**ACTIVITY:** This task is to restate all of the entries exactly.

::: RECORDS PROVIDED

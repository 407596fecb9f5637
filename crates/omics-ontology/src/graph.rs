//! Term graph: a directed multigraph of terms with labelled edges
//!
//! Edges point from the more specific term to the more general one
//! (child -> parent), so "ancestors" are found by following outgoing edges.
//! Several relation types may connect the same ordered pair.

use crate::models::{RelationshipType, Term};
use petgraph::graph::{DiGraph, EdgeIndex, NodeIndex};
use petgraph::visit::EdgeRef;
use petgraph::Direction;
use std::collections::{BTreeMap, HashMap, HashSet, VecDeque};

#[derive(Debug, Clone, Default)]
pub struct TermGraph {
    graph: DiGraph<Term, RelationshipType>,
    index: HashMap<String, NodeIndex>,
}

impl TermGraph {
    pub fn new() -> Self {
        Self::default()
    }

    fn from_graph(graph: DiGraph<Term, RelationshipType>) -> Self {
        let index = graph
            .node_indices()
            .map(|idx| (graph[idx].id.clone(), idx))
            .collect();
        TermGraph { graph, index }
    }

    /// Add a term; a term id already present keeps its first record
    pub fn add_term(&mut self, term: Term) -> NodeIndex {
        if let Some(&idx) = self.index.get(&term.id) {
            return idx;
        }
        let id = term.id.clone();
        let idx = self.graph.add_node(term);
        self.index.insert(id, idx);
        idx
    }

    /// Add an edge between two existing terms. Returns false if either is unknown.
    pub fn add_edge(&mut self, source: &str, target: &str, relation: RelationshipType) -> bool {
        match (self.index.get(source), self.index.get(target)) {
            (Some(&s), Some(&t)) => {
                self.graph.add_edge(s, t, relation);
                true
            },
            _ => false,
        }
    }

    pub fn len(&self) -> usize {
        self.graph.node_count()
    }

    pub fn is_empty(&self) -> bool {
        self.graph.node_count() == 0
    }

    pub fn edge_count(&self) -> usize {
        self.graph.edge_count()
    }

    pub fn contains(&self, id: &str) -> bool {
        self.index.contains_key(id)
    }

    pub fn term(&self, id: &str) -> Option<&Term> {
        self.index.get(id).map(|&idx| &self.graph[idx])
    }

    pub(crate) fn term_mut(&mut self, id: &str) -> Option<&mut Term> {
        let idx = *self.index.get(id)?;
        Some(&mut self.graph[idx])
    }

    /// Terms in insertion order
    pub fn terms(&self) -> impl Iterator<Item = &Term> {
        self.graph.node_indices().map(move |idx| &self.graph[idx])
    }

    /// Term ids in insertion order
    pub fn node_ids(&self) -> impl Iterator<Item = &str> {
        self.terms().map(|t| t.id.as_str())
    }

    /// Every edge as (source, target, relation), in insertion order
    pub fn edges(&self) -> impl Iterator<Item = (&str, &str, &RelationshipType)> {
        self.graph.edge_references().map(move |e| {
            (
                self.graph[e.source()].id.as_str(),
                self.graph[e.target()].id.as_str(),
                e.weight(),
            )
        })
    }

    /// Whether an edge labelled `relation` goes from `source` to `target`
    pub fn has_edge(&self, source: &str, target: &str, relation: &RelationshipType) -> bool {
        let (Some(&s), Some(&t)) = (self.index.get(source), self.index.get(target)) else {
            return false;
        };
        self.graph
            .edges_connecting(s, t)
            .any(|e| e.weight() == relation)
    }

    /// Number of edges per relation type
    pub fn relation_counts(&self) -> BTreeMap<String, usize> {
        let mut counts = BTreeMap::new();
        for edge in self.graph.edge_references() {
            *counts.entry(edge.weight().as_str().to_string()).or_insert(0) += 1;
        }
        counts
    }

    /// Distinct parents of `id` (targets of its outgoing edges)
    pub fn parents(&self, id: &str) -> Vec<&str> {
        self.neighbors(id, Direction::Outgoing)
    }

    /// Distinct children of `id` (sources of its incoming edges)
    pub fn children(&self, id: &str) -> Vec<&str> {
        self.neighbors(id, Direction::Incoming)
    }

    fn neighbors(&self, id: &str, direction: Direction) -> Vec<&str> {
        match self.index.get(id) {
            Some(&idx) => self
                .neighbor_indices(idx, direction)
                .into_iter()
                .map(|n| self.graph[n].id.as_str())
                .collect(),
            None => Vec::new(),
        }
    }

    /// Distinct neighbours in edge insertion order
    pub(crate) fn neighbor_indices(&self, idx: NodeIndex, direction: Direction) -> Vec<NodeIndex> {
        let mut edges: Vec<(EdgeIndex, NodeIndex)> = self
            .graph
            .edges_directed(idx, direction)
            .map(|e| {
                let other = match direction {
                    Direction::Outgoing => e.target(),
                    Direction::Incoming => e.source(),
                };
                (e.id(), other)
            })
            .collect();
        edges.sort_by_key(|(edge, _)| *edge);

        let mut seen = HashSet::new();
        edges
            .into_iter()
            .filter_map(|(_, n)| seen.insert(n).then_some(n))
            .collect()
    }

    pub(crate) fn index_of(&self, id: &str) -> Option<NodeIndex> {
        self.index.get(id).copied()
    }

    pub(crate) fn id_at(&self, idx: NodeIndex) -> &str {
        &self.graph[idx].id
    }

    /// Every term reachable from `id` through outgoing edges, nearest first.
    /// The term itself is never included.
    pub fn ancestors(&self, id: &str) -> Vec<&str> {
        self.closure(id, Direction::Outgoing)
    }

    /// Every term that reaches `id` through its outgoing edges, nearest first
    pub fn descendants(&self, id: &str) -> Vec<&str> {
        self.closure(id, Direction::Incoming)
    }

    fn closure(&self, id: &str, direction: Direction) -> Vec<&str> {
        let Some(start) = self.index_of(id) else {
            return Vec::new();
        };

        let mut visited = HashSet::from([start]);
        let mut queue = VecDeque::from([start]);
        let mut reached = Vec::new();

        while let Some(node) = queue.pop_front() {
            for next in self.neighbor_indices(node, direction) {
                if visited.insert(next) {
                    reached.push(self.graph[next].id.as_str());
                    queue.push_back(next);
                }
            }
        }

        reached
    }

    /// Subgraph holding only edges labelled with one of `relations`, plus their
    /// endpoints. Term order follows this graph.
    pub fn edge_subgraph(&self, relations: &[RelationshipType]) -> TermGraph {
        let endpoints: HashSet<NodeIndex> = self
            .graph
            .edge_references()
            .filter(|e| relations.contains(e.weight()))
            .flat_map(|e| [e.source(), e.target()])
            .collect();

        let graph = self.graph.filter_map(
            |idx, term| endpoints.contains(&idx).then(|| term.clone()),
            |_, relation| relations.contains(relation).then(|| relation.clone()),
        );
        Self::from_graph(graph)
    }

    /// Subgraph induced by the given term ids; unknown ids are ignored
    pub fn induced_subgraph<'a>(&self, ids: impl IntoIterator<Item = &'a str>) -> TermGraph {
        let keep: HashSet<NodeIndex> = ids
            .into_iter()
            .filter_map(|id| self.index_of(id))
            .collect();

        let graph = self.graph.filter_map(
            |idx, term| keep.contains(&idx).then(|| term.clone()),
            |_, relation| Some(relation.clone()),
        );
        Self::from_graph(graph)
    }

    /// Same terms with every edge flipped
    pub fn reversed(&self) -> TermGraph {
        let mut graph = self.graph.clone();
        graph.reverse();
        TermGraph {
            graph,
            index: self.index.clone(),
        }
    }
}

::::::

**THE ANSWER:**
repository 407596fecb9f5637
filename crates/omics-ontology/src/graph.rs
//! Term graph: a directed multigraph of terms with labelled edges
//!
//! Edges point from the more specific term to the more general one
//! (child -> parent), so "ancestors" are found by following outgoing edges.
//! Several relation types may connect the same ordered pair.

use crate::models::{RelationshipType, Term};
use petgraph::graph::{DiGraph, EdgeIndex, NodeIndex};
use petgraph::visit::EdgeRef;
use petgraph::Direction;
use std::collections::{BTreeMap, HashMap, HashSet, VecDeque};

#[derive(Debug, Clone, Default)]
pub struct TermGraph {
    graph: DiGraph<Term, RelationshipType>,
    index: HashMap<String, NodeIndex>,
}

impl TermGraph {
    pub fn new() -> Self {
        Self::default()
    }

    fn from_graph(graph: DiGraph<Term, RelationshipType>) -> Self {
        let index = graph
            .node_indices()
            .map(|idx| (graph[idx].id.clone(), idx))
            .collect();
        TermGraph { graph, index }
    }

    /// Add a term; a term id already present keeps its first record
    pub fn add_term(&mut self, term: Term) -> NodeIndex {
        if let Some(&idx) = self.index.get(&term.id) {
            return idx;
        }
        let id = term.id.clone();
        let idx = self.graph.add_node(term);
        self.index.insert(id, idx);
        idx
    }

    /// Add an edge between two existing terms. Returns false if either is unknown.
    pub fn add_edge(&mut self, source: &str, target: &str, relation: RelationshipType) -> bool {
        match (self.index.get(source), self.index.get(target)) {
            (Some(&s), Some(&t)) => {
                self.graph.add_edge(s, t, relation);
                true
            },
            _ => false,
        }
    }

    pub fn len(&self) -> usize {
        self.graph.node_count()
    }

    pub fn is_empty(&self) -> bool {
        self.graph.node_count() == 0
    }

    pub fn edge_count(&self) -> usize {
        self.graph.edge_count()
    }

    pub fn contains(&self, id: &str) -> bool {
        self.index.contains_key(id)
    }

    pub fn term(&self, id: &str) -> Option<&Term> {
        self.index.get(id).map(|&idx| &self.graph[idx])
    }

    pub(crate) fn term_mut(&mut self, id: &str) -> Option<&mut Term> {
        let idx = *self.index.get(id)?;
        Some(&mut self.graph[idx])
    }

    /// Terms in insertion order
    pub fn terms(&self) -> impl Iterator<Item = &Term> {
        self.graph.node_indices().map(move |idx| &self.graph[idx])
    }

    /// Term ids in insertion order
    pub fn node_ids(&self) -> impl Iterator<Item = &str> {
        self.terms().map(|t| t.id.as_str())
    }

    /// Every edge as (source, target, relation), in insertion order
    pub fn edges(&self) -> impl Iterator<Item = (&str, &str, &RelationshipType)> {
        self.graph.edge_references().map(move |e| {
            (
                self.graph[e.source()].id.as_str(),
                self.graph[e.target()].id.as_str(),
                e.weight(),
            )
        })
    }

    /// Whether an edge labelled `relation` goes from `source` to `target`
    pub fn has_edge(&self, source: &str, target: &str, relation: &RelationshipType) -> bool {
        let (Some(&s), Some(&t)) = (self.index.get(source), self.index.get(target)) else {
            return false;
        };
        self.graph
            .edges_connecting(s, t)
            .any(|e| e.weight() == relation)
    }

    /// Number of edges per relation type
    pub fn relation_counts(&self) -> BTreeMap<String, usize> {
        let mut counts = BTreeMap::new();
        for edge in self.graph.edge_references() {
            *counts.entry(edge.weight().as_str().to_string()).or_insert(0) += 1;
        }
        counts
    }

    /// Distinct parents of `id` (targets of its outgoing edges)
    pub fn parents(&self, id: &str) -> Vec<&str> {
        self.neighbors(id, Direction::Outgoing)
    }

    /// Distinct children of `id` (sources of its incoming edges)
    pub fn children(&self, id: &str) -> Vec<&str> {
        self.neighbors(id, Direction::Incoming)
    }

    fn neighbors(&self, id: &str, direction: Direction) -> Vec<&str> {
        match self.index.get(id) {
            Some(&idx) => self
                .neighbor_indices(idx, direction)
                .into_iter()
                .map(|n| self.graph[n].id.as_str())
                .collect(),
            None => Vec::new(),
        }
    }

    /// Distinct neighbours in edge insertion order
    pub(crate) fn neighbor_indices(&self, idx: NodeIndex, direction: Direction) -> Vec<NodeIndex> {
        let mut edges: Vec<(EdgeIndex, NodeIndex)> = self
            .graph
            .edges_directed(idx, direction)
            .map(|e| {
                let other = match direction {
                    Direction::Outgoing => e.target(),
                    Direction::Incoming => e.source(),
                };
                (e.id(), other)
            })
            .collect();
        edges.sort_by_key(|(edge, _)| *edge);

        let mut seen = HashSet::new();
        edges
            .into_iter()
            .filter_map(|(_, n)| seen.insert(n).then_some(n))
            .collect()
    }

    pub(crate) fn index_of(&self, id: &str) -> Option<NodeIndex> {
        self.index.get(id).copied()
    }

    pub(crate) fn id_at(&self, idx: NodeIndex) -> &str {
        &self.graph[idx].id
    }

    /// Every term reachable from `id` through outgoing edges, nearest first.
    /// The term itself is never included.
    pub fn ancestors(&self, id: &str) -> Vec<&str> {
        self.closure(id, Direction::Outgoing)
    }

    /// Every term that reaches `id` through its outgoing edges, nearest first
    pub fn descendants(&self, id: &str) -> Vec<&str> {
        self.closure(id, Direction::Incoming)
    }

    fn closure(&self, id: &str, direction: Direction) -> Vec<&str> {
        let Some(start) = self.index_of(id) else {
            return Vec::new();
        };

        let mut visited = HashSet::from([start]);
        let mut queue = VecDeque::from([start]);
        let mut reached = Vec::new();

        while let Some(node) = queue.pop_front() {
            for next in self.neighbor_indices(node, direction) {
                if visited.insert(next) {
                    reached.push(self.graph[next].id.as_str());
                    queue.push_back(next);
                }
            }
        }

        reached
    }

    /// Subgraph holding only edges labelled with one of `relations`, plus their
    /// endpoints. Term order follows this graph.
    pub fn edge_subgraph(&self, relations: &[RelationshipType]) -> TermGraph {
        let endpoints: HashSet<NodeIndex> = self
            .graph
            .edge_references()
            .filter(|e| relations.contains(e.weight()))
            .flat_map(|e| [e.source(), e.target()])
            .collect();

        let graph = self.graph.filter_map(
            |idx, term| endpoints.contains(&idx).then(|| term.clone()),
            |_, relation| relations.contains(relation).then(|| relation.clone()),
        );
        Self::from_graph(graph)
    }

    /// Subgraph induced by the given term ids; unknown ids are ignored
    pub fn induced_subgraph<'a>(&self, ids: impl IntoIterator<Item = &'a str>) -> TermGraph {
        let keep: HashSet<NodeIndex> = ids
            .into_iter()
            .filter_map(|id| self.index_of(id))
            .collect();

        let graph = self.graph.filter_map(
            |idx, term| keep.contains(&idx).then(|| term.clone()),
            |_, relation| Some(relation.clone()),
        );
        Self::from_graph(graph)
    }

    /// Same terms with every edge flipped
    pub fn reversed(&self) -> TermGraph {
        let mut graph = self.graph.clone();
        graph.reverse();
        TermGraph {
            graph,
            index: self.index.clone(),
        }
    }
}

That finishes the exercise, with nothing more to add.